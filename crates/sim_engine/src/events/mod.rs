//! Event system following Game Engine Architecture Ch 16.8
//! Key principles:
//! - Typed events with a kind used for routing
//! - Handler returns bool (true = consumed, stops forwarding)
//! - Registration system (only notify interested handlers)
//! - Deferred delivery lives in [`TaskQueue`], keyed by due tick

mod schedule;

pub use schedule::{TaskId, TaskQueue};

use std::collections::HashMap;
use std::hash::Hash;

/// An event routed by kind
pub trait Event {
    /// Routing key
    type Kind: Copy + Eq + Hash;

    /// Kind of this event
    fn kind(&self) -> Self::Kind;
}

/// Event handler trait
/// Returns true if event was consumed (stops forwarding)
/// Returns false to allow forwarding to other handlers
pub trait EventHandler<E> {
    /// Handle an event, return true if consumed
    fn on_event(&mut self, event: &E) -> bool;
}

impl<E, F> EventHandler<E> for F
where
    F: FnMut(&E) -> bool,
{
    fn on_event(&mut self, event: &E) -> bool {
        self(event)
    }
}

/// Synchronous observer list
///
/// `publish` runs every interested handler before returning, so observers
/// always see state as it was when the event was raised.
pub struct EventBus<E: Event> {
    handlers: HashMap<E::Kind, Vec<Box<dyn EventHandler<E>>>>,
    catch_all: Vec<Box<dyn EventHandler<E>>>,
    published: u64,
}

impl<E: Event> EventBus<E> {
    /// Create an empty bus
    pub fn new() -> Self {
        Self {
            handlers: HashMap::new(),
            catch_all: Vec::new(),
            published: 0,
        }
    }

    /// Register a handler for a specific event kind
    /// Only handlers registered for this kind will be notified
    pub fn register_handler(&mut self, kind: E::Kind, handler: Box<dyn EventHandler<E>>) {
        self.handlers.entry(kind).or_default().push(handler);
    }

    /// Register a handler that sees every event after the kind-specific ones
    pub fn register_catch_all(&mut self, handler: Box<dyn EventHandler<E>>) {
        self.catch_all.push(handler);
    }

    /// Dispatch an event to registered handlers
    /// Stops on first handler that returns true (consumed)
    pub fn publish(&mut self, event: &E) {
        self.published += 1;
        if let Some(handlers) = self.handlers.get_mut(&event.kind()) {
            for handler in handlers.iter_mut() {
                if handler.on_event(event) {
                    return;
                }
            }
        }
        for handler in &mut self.catch_all {
            if handler.on_event(event) {
                return;
            }
        }
    }

    /// Number of events published so far
    pub fn published_count(&self) -> u64 {
        self.published
    }

    /// Number of registered handlers
    pub fn handler_count(&self) -> usize {
        self.handlers.values().map(Vec::len).sum::<usize>() + self.catch_all.len()
    }

    /// Drop every handler
    pub fn clear_handlers(&mut self) {
        self.handlers.clear();
        self.catch_all.clear();
    }
}

impl<E: Event> Default for EventBus<E> {
    fn default() -> Self {
        Self::new()
    }
}

impl<E: Event> std::fmt::Debug for EventBus<E> {
    fn fmt(&self, f: &mut std::fmt::Formatter<'_>) -> std::fmt::Result {
        f.debug_struct("EventBus")
            .field("handlers", &self.handler_count())
            .field("published", &self.published)
            .finish()
    }
}

#[cfg(test)]
mod tests {
    use super::*;
    use std::cell::RefCell;
    use std::rc::Rc;

    #[derive(Debug, Clone, PartialEq)]
    enum Ping {
        Score(u32),
        Lives(u32),
    }

    #[derive(Debug, Clone, Copy, PartialEq, Eq, Hash)]
    enum PingKind {
        Score,
        Lives,
    }

    impl Event for Ping {
        type Kind = PingKind;

        fn kind(&self) -> PingKind {
            match self {
                Ping::Score(_) => PingKind::Score,
                Ping::Lives(_) => PingKind::Lives,
            }
        }
    }

    fn recorder(log: &Rc<RefCell<Vec<Ping>>>, consume: bool) -> Box<dyn EventHandler<Ping>> {
        let log = Rc::clone(log);
        Box::new(move |event: &Ping| {
            log.borrow_mut().push(event.clone());
            consume
        })
    }

    #[test]
    fn test_only_interested_handlers_notified() {
        let log = Rc::new(RefCell::new(Vec::new()));
        let mut bus = EventBus::new();
        bus.register_handler(PingKind::Score, recorder(&log, false));

        bus.publish(&Ping::Lives(2));
        bus.publish(&Ping::Score(10));

        assert_eq!(*log.borrow(), vec![Ping::Score(10)]);
        assert_eq!(bus.published_count(), 2);
    }

    #[test]
    fn test_consumed_event_stops_forwarding() {
        let first = Rc::new(RefCell::new(Vec::new()));
        let second = Rc::new(RefCell::new(Vec::new()));
        let mut bus = EventBus::new();
        bus.register_handler(PingKind::Score, recorder(&first, true));
        bus.register_handler(PingKind::Score, recorder(&second, false));

        bus.publish(&Ping::Score(1));

        assert_eq!(first.borrow().len(), 1);
        assert!(second.borrow().is_empty());
    }

    #[test]
    fn test_catch_all_sees_everything_in_order() {
        let log = Rc::new(RefCell::new(Vec::new()));
        let mut bus = EventBus::new();
        bus.register_catch_all(recorder(&log, false));

        bus.publish(&Ping::Score(1));
        bus.publish(&Ping::Lives(3));
        bus.publish(&Ping::Score(2));

        assert_eq!(
            *log.borrow(),
            vec![Ping::Score(1), Ping::Lives(3), Ping::Score(2)]
        );
    }

    #[test]
    fn test_clear_handlers() {
        let log = Rc::new(RefCell::new(Vec::new()));
        let mut bus = EventBus::new();
        bus.register_catch_all(recorder(&log, false));
        assert_eq!(bus.handler_count(), 1);

        bus.clear_handlers();
        bus.publish(&Ping::Score(1));
        assert!(log.borrow().is_empty());
    }
}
---
● To do
Retype the entries above exactly, but only from the line containing "#[derive(Debug, Clone, Copy, PartialEq, Eq, Hash)]" through the line containing "let second = Rc::new(RefCell::new(Vec::new()));", both included.

● Output for this exercise
    #[derive(Debug, Clone, Copy, PartialEq, Eq, Hash)]
    enum PingKind {
        Score,
        Lives,
    }

    impl Event for Ping {
        type Kind = PingKind;

        fn kind(&self) -> PingKind {
            match self {
                Ping::Score(_) => PingKind::Score,
                Ping::Lives(_) => PingKind::Lives,
            }
        }
    }

    fn recorder(log: &Rc<RefCell<Vec<Ping>>>, consume: bool) -> Box<dyn EventHandler<Ping>> {
        let log = Rc::clone(log);
        Box::new(move |event: &Ping| {
            log.borrow_mut().push(event.clone());
            consume
        })
    }

    #[test]
    fn test_only_interested_handlers_notified() {
        let log = Rc::new(RefCell::new(Vec::new()));
        let mut bus = EventBus::new();
        bus.register_handler(PingKind::Score, recorder(&log, false));

        bus.publish(&Ping::Lives(2));
        bus.publish(&Ping::Score(10));

        assert_eq!(*log.borrow(), vec![Ping::Score(10)]);
        assert_eq!(bus.published_count(), 2);
    }

    #[test]
    fn test_consumed_event_stops_forwarding() {
        let first = Rc::new(RefCell::new(Vec::new()));
        let second = Rc::new(RefCell::new(Vec::new()));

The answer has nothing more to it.